The most tragic part of the rape & murder in Hyderabad is the helplessness of the victim when she foresaw what was coming. Her desperate call to her sister and the response that the family got from men in uniform. It has shaken the conscience of the nation as it should. As if one Nirbhaya is not enough. Why must girls and women be made to suffer the most cruel and inhuman treatment before burning them to destroy all evidence against the ‘animals’? Our anguish leads police to detect the case and arrest the accused no doubt, but will the family ever be at peace with itself? Will they not be tormented the rest of their lives while we, as citizens, wear the albatross around our necks?

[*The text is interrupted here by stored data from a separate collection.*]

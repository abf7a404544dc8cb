use clap::Parser;
use env_logger::Env;
use groupfinder::{
    configuration::get_configuration,
    services::{
        get_and_classify_groups, load_from_env, DiscoveryOptions, GeminiClient, TelegramPlatform,
    },
};

/// Runs discovery and classification for one keyword without touching the
/// warehouse, printing the classified groups as JSON.
#[derive(Parser)]
struct Args {
    keyword: String,
}

#[tokio::main]
async fn main() -> anyhow::Result<()> {
    env_logger::Builder::from_env(Env::default().default_filter_or("info")).init();
    dotenvy::dotenv().ok();

    let args = Args::parse();
    let configuration = get_configuration()?;
    let credentials = load_from_env()?;

    let platform = TelegramPlatform::connect(
        &configuration.telegram.session_path,
        credentials.telegram_api_id,
        &credentials.telegram_api_hash,
    )
    .await?;
    let generator = GeminiClient::new(credentials.gemini_api_key.clone(), &configuration.classifier);

    let options = DiscoveryOptions {
        search_limit: configuration.telegram.search_limit,
        message_limit: configuration.telegram.message_limit,
        include_group_link: configuration.job.include_group_link,
    };
    let groups = get_and_classify_groups(&platform, &generator, &args.keyword, options).await;

    println!("{}", serde_json::to_string_pretty(&groups)?);

    platform.save_session();
    Ok(())
}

I recently visited a senior police officer who had invited me and was very keen that I see the latest additions he has made to his office: a state-of-the-art visitor’s room, a wall with all the medals and decorations that police has received from local organizations, a modern, well-equipped conference hall. Though I did make customary encouraging remarks, my mind went to the local police stations that I had visited some time ago as an officer in uniform.
I found an appalling pendency of crime investigation, even of simple cases. The lack of enthusiasm in investigation was palpable. Officers’ weekly diaries showed them spending much of their time doing various bandobast (patrolling) duties. I was also reminded of two young girls meeting me and lamenting that when they sought help from the Police Control Room during one late evening, the officer questioned their being out at what he called was ‘unearthly hours’ instead of sending help to them. I thought of the young techie whose case was refused to be registered by the officer on duty and she was forced to compromise after a month by scaring her of court evidence.

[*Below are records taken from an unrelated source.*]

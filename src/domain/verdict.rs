use serde::{Deserialize, Serialize};

pub const NO_MESSAGES_EXPLANATION: &str = "No messages available for analysis.";
pub const NO_TEXT_EXPLANATION: &str = "No text in recent messages.";
pub const UNPARSEABLE_EXPLANATION: &str = "Could not determine relevance.";
pub const FAILED_EXPLANATION: &str = "An unexpected error occurred during classification.";
pub const MISSING_EXPLANATION: &str = "No explanation provided.";

#[derive(Debug, Clone, PartialEq, Eq, Serialize)]
pub struct Verdict {
    pub is_relevant: Option<bool>,
    pub explanation: String,
}

impl Verdict {
    pub fn new(is_relevant: Option<bool>, explanation: &str) -> Self {
        Verdict {
            is_relevant,
            explanation: explanation.to_string(),
        }
    }

    /// Verdict for a group whose history could not be sampled at all.
    pub fn no_messages() -> Self {
        Verdict::new(Some(false), NO_MESSAGES_EXPLANATION)
    }
}

/// Result of asking the model about one group.
#[derive(Debug, Clone, PartialEq, Eq)]
pub enum Classification {
    Verdict(Verdict),
    /// Every sampled message was empty, the model was not called.
    EmptyInput,
    /// The model answered with something that is not a verdict.
    Unparseable { raw: String },
    /// The model call itself failed.
    Failed { reason: String },
}

impl Classification {
    pub fn into_verdict(self) -> Verdict {
        match self {
            Classification::Verdict(verdict) => verdict,
            Classification::EmptyInput => Verdict::new(None, NO_TEXT_EXPLANATION),
            Classification::Unparseable { .. } => Verdict::new(None, UNPARSEABLE_EXPLANATION),
            Classification::Failed { .. } => Verdict::new(None, FAILED_EXPLANATION),
        }
    }
}

#[derive(Deserialize)]
struct RawVerdict {
    is_relevant: bool,
    explanation: Option<String>,
}

/// Removes code fences and a leading `json` tag the model sometimes wraps
/// its answer in.
pub fn clean_model_response(response: &str) -> &str {
    let trimmed = response.trim().trim_matches('`').trim();
    trimmed
        .strip_prefix("json")
        .or_else(|| trimmed.strip_prefix("JSON"))
        .unwrap_or(trimmed)
        .trim()
}

pub fn parse_verdict(response: &str) -> Classification {
    let cleaned = clean_model_response(response);

    match serde_json::from_str::<RawVerdict>(cleaned) {
        Ok(raw) => Classification::Verdict(Verdict {
            is_relevant: Some(raw.is_relevant),
            explanation: raw
                .explanation
                .unwrap_or_else(|| MISSING_EXPLANATION.to_string()),
        }),
        Err(e) => {
            log::error!("Error parsing classifier response: {:?}", e);
            Classification::Unparseable {
                raw: response.to_string(),
            }
        }
    }
}

#[cfg(test)]
mod tests {
    use super::{clean_model_response, parse_verdict, Classification, Verdict};

    #[test]
    fn clean_model_response_strips_fences() {
        let response = "```json\n{\"is_relevant\": true, \"explanation\": \"ok\"}\n```";
        assert_eq!(
            clean_model_response(response),
            "{\"is_relevant\": true, \"explanation\": \"ok\"}"
        );
    }

    #[test]
    fn clean_model_response_keeps_json_word_inside_explanation() {
        let response = "{\"is_relevant\": false, \"explanation\": \"talks about json\"}";
        assert_eq!(clean_model_response(response), response);
    }

    #[test]
    fn parse_verdict_valid() {
        let result = parse_verdict("```json\n{\"is_relevant\": true, \"explanation\": \"on-topic\"}\n```");
        assert_eq!(
            result,
            Classification::Verdict(Verdict::new(Some(true), "on-topic"))
        );
    }

    #[test]
    fn parse_verdict_missing_explanation() {
        let result = parse_verdict("{\"is_relevant\": false}");
        assert_eq!(
            result.into_verdict(),
            Verdict::new(Some(false), "No explanation provided.")
        );
    }

    #[test]
    fn parse_verdict_malformed() {
        let result = parse_verdict("I think it is relevant!");
        assert!(matches!(result, Classification::Unparseable { .. }));
        assert_eq!(
            result.into_verdict(),
            Verdict::new(None, "Could not determine relevance.")
        );
    }

    #[test]
    fn parse_verdict_wrong_type() {
        let result = parse_verdict("{\"is_relevant\": \"yes\", \"explanation\": \"x\"}");
        assert!(matches!(result, Classification::Unparseable { .. }));
    }

    #[test]
    fn empty_input_has_no_verdict() {
        assert_eq!(
            Classification::EmptyInput.into_verdict(),
            Verdict::new(None, "No text in recent messages.")
        );
    }
}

While police modernization is indeed required, the emphasis must be on police response and good investigation. On rational duty hours and duty content. Our focus must first be on the prevention of crime, and then its detection. Citizens need to come forward with information, and police need to appreciate their collaboration by working on their leads instead of turning deaf ears. Community working with law enforcement is the only way to check criminals.
In offences against women and children, cases of rape, sexual assault and molestation, a registry of such offenders and monitoring of their movements by specially trained staff needs to be our top priority. These criminals are psychopaths and a danger to the society. For them, jail is the remedy and not bail. And quick trials, as Madhya Pradesh police and prosecution wing have been doing so successfully with a near 100% conviction rate for offences against women and children.
As senior officers we need to change the response of the first police responder to crime and that means overhauling our police stations. Citizens experience the worst or best of policing at Thanas and not in our offices.
Women have been brought in for making the Police sensitive to citizens. Have we succeeded in doing so? I am distressed. Once, sitting in my chair as Superintendent of Police in Satara district, an old woman in a torn sari had thumped my desk and said, “I want justice and you are on this chair to give me exactly that. Are you listening?” She had shaken me and challenged my very presence in uniform.
Yes, it seems I have been listening but failing to act, or Jyoti and Priyanka would not have lost their lives, leaving me with this albatross around my neck.